:: Task goal ::
Set down exactly, from the records below, the line with "pub const USAGE: &str" through the line with "pub fn parse(args: impl", and nothing else.

*** Opening Provided information ***

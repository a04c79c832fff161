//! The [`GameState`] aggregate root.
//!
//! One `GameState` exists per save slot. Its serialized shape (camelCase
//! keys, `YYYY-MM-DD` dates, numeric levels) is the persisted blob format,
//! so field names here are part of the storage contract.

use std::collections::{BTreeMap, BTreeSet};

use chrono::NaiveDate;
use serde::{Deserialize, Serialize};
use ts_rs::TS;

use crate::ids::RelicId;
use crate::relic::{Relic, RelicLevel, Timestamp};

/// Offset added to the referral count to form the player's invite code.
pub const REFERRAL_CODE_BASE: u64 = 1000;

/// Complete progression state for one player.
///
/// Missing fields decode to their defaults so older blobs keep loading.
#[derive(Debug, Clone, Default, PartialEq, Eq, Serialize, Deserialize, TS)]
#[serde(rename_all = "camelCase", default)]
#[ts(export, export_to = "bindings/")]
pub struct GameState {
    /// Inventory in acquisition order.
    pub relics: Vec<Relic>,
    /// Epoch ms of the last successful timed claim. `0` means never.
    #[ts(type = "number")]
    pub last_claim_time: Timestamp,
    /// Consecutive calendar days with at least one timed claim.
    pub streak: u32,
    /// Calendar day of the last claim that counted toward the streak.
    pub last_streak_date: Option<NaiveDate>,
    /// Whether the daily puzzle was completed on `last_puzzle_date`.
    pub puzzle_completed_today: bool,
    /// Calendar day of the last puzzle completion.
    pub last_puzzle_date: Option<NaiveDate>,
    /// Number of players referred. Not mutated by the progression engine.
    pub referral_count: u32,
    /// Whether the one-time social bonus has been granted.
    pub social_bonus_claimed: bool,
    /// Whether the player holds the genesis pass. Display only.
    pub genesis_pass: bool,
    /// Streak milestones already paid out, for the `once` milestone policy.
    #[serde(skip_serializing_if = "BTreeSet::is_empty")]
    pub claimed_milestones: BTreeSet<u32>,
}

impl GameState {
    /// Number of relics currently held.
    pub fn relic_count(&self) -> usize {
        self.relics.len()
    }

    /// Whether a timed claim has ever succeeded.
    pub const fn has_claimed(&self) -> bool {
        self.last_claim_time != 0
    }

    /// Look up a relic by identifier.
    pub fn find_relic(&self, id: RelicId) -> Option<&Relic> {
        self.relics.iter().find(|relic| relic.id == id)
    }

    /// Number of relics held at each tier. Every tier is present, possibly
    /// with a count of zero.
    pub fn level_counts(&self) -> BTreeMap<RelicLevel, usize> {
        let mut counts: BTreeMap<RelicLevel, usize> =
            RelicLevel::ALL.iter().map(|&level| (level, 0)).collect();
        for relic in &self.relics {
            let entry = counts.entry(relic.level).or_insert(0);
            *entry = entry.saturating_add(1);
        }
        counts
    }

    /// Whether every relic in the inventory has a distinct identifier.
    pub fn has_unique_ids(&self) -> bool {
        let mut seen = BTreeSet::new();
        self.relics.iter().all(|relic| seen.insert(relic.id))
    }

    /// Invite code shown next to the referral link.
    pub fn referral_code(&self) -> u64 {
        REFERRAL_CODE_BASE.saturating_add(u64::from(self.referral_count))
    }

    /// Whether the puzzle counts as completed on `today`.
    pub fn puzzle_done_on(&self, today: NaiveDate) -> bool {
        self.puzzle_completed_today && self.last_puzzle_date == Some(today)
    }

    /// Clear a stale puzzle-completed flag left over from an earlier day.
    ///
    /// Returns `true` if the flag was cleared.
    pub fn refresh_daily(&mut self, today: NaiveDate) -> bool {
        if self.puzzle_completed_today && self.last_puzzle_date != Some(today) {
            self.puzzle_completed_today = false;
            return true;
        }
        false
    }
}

*** Closing Provided information ***
*** Opening Provided information ***

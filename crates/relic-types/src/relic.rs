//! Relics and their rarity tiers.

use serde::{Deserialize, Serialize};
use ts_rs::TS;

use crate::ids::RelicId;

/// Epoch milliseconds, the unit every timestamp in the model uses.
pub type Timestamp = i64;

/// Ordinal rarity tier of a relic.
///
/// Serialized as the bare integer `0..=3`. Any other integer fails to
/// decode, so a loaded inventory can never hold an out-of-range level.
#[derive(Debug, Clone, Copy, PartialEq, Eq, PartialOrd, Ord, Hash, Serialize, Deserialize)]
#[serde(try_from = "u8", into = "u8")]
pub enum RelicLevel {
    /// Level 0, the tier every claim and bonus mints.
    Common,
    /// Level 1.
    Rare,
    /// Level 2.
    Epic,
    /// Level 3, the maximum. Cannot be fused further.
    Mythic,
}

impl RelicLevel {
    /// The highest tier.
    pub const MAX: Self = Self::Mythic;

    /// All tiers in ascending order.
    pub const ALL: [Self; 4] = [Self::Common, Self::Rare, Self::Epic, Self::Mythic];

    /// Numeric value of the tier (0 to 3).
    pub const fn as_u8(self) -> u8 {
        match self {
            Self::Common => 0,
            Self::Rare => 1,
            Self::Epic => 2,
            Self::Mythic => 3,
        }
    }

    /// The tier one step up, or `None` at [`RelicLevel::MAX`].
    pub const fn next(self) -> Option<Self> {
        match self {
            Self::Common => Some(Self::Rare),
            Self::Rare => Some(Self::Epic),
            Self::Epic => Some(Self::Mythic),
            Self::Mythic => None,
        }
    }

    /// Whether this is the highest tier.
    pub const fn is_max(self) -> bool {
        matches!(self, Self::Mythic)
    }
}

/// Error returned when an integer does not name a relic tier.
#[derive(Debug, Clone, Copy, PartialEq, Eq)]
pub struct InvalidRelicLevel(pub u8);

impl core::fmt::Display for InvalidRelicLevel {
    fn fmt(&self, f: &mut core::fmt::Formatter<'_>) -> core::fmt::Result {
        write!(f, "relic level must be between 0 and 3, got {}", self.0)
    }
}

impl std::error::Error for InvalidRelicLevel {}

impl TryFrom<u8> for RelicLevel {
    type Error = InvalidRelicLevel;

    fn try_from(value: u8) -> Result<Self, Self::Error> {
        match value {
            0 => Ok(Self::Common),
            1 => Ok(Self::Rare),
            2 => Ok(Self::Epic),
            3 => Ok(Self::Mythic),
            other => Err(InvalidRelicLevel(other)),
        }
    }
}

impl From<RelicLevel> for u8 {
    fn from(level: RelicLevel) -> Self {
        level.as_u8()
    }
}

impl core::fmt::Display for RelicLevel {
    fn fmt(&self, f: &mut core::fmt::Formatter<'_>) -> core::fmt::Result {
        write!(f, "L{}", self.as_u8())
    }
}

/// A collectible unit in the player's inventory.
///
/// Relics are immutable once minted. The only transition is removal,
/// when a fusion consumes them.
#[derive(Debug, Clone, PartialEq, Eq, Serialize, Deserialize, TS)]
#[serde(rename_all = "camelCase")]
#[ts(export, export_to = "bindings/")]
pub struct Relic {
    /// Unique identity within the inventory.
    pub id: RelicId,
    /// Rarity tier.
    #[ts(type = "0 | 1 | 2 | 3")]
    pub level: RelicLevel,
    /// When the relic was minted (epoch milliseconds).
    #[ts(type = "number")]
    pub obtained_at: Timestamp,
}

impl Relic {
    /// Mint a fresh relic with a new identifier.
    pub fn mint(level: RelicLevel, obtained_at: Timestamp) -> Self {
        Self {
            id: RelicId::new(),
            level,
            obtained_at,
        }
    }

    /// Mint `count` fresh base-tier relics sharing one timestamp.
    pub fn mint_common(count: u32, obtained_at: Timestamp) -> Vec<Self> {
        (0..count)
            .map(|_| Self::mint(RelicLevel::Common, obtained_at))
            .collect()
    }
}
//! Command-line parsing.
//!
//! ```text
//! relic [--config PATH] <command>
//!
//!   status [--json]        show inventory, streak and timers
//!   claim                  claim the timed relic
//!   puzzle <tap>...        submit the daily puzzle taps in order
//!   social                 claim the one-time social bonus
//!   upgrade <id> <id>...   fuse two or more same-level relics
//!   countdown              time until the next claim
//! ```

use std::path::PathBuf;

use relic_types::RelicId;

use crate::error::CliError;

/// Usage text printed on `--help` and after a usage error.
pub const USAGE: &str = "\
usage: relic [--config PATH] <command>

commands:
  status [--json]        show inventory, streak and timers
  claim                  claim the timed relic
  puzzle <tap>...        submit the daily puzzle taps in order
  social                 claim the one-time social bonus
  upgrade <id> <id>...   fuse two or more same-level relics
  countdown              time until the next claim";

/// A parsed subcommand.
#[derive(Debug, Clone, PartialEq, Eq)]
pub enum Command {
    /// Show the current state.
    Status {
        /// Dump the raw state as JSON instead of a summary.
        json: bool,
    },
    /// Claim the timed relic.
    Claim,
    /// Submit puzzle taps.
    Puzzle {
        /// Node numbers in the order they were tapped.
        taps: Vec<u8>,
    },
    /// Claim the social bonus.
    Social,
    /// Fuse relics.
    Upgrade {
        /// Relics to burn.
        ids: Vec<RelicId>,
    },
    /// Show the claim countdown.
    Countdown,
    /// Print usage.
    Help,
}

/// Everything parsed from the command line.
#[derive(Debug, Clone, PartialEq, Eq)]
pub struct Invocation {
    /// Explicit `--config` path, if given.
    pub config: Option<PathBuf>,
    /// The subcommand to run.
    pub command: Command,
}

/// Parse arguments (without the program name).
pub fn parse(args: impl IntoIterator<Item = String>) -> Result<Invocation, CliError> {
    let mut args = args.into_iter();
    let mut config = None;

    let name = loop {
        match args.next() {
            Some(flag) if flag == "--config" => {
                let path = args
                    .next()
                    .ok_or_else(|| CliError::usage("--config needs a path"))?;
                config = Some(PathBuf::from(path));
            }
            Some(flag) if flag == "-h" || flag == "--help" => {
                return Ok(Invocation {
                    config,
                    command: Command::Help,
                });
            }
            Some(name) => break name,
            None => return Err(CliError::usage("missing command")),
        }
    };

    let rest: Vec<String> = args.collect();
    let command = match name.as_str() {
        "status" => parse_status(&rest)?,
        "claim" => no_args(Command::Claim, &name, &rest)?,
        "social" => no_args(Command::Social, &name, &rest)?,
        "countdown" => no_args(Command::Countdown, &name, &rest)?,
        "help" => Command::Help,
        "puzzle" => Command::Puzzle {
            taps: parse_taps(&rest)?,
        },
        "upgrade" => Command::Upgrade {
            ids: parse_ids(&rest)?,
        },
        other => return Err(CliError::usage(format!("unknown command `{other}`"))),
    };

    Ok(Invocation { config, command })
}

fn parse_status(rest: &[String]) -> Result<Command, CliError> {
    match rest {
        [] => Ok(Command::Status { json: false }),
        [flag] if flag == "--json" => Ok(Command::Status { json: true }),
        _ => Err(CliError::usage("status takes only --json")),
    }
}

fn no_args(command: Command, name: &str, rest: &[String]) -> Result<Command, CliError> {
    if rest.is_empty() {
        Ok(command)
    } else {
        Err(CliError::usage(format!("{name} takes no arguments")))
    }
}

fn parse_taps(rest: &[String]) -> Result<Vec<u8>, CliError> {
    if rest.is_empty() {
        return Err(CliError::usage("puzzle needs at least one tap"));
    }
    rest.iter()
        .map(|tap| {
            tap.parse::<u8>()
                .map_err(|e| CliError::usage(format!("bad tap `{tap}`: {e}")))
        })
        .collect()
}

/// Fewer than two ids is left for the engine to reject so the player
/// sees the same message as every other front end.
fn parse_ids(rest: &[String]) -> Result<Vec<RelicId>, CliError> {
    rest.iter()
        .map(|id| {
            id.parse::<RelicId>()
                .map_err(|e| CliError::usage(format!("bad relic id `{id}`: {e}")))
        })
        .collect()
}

*** Closing Provided information ***

:: Solution for this problem ::
pub const USAGE: &str = "\
usage: relic [--config PATH] <command>

commands:
  status [--json]        show inventory, streak and timers
  claim                  claim the timed relic
  puzzle <tap>...        submit the daily puzzle taps in order
  social                 claim the one-time social bonus
  upgrade <id> <id>...   fuse two or more same-level relics
  countdown              time until the next claim";

/// A parsed subcommand.
#[derive(Debug, Clone, PartialEq, Eq)]
pub enum Command {
    /// Show the current state.
    Status {
        /// Dump the raw state as JSON instead of a summary.
        json: bool,
    },
    /// Claim the timed relic.
    Claim,
    /// Submit puzzle taps.
    Puzzle {
        /// Node numbers in the order they were tapped.
        taps: Vec<u8>,
    },
    /// Claim the social bonus.
    Social,
    /// Fuse relics.
    Upgrade {
        /// Relics to burn.
        ids: Vec<RelicId>,
    },
    /// Show the claim countdown.
    Countdown,
    /// Print usage.
    Help,
}

/// Everything parsed from the command line.
#[derive(Debug, Clone, PartialEq, Eq)]
pub struct Invocation {
    /// Explicit `--config` path, if given.
    pub config: Option<PathBuf>,
    /// The subcommand to run.
    pub command: Command,
}

/// Parse arguments (without the program name).
pub fn parse(args: impl IntoIterator<Item = String>) -> Result<Invocation, CliError> {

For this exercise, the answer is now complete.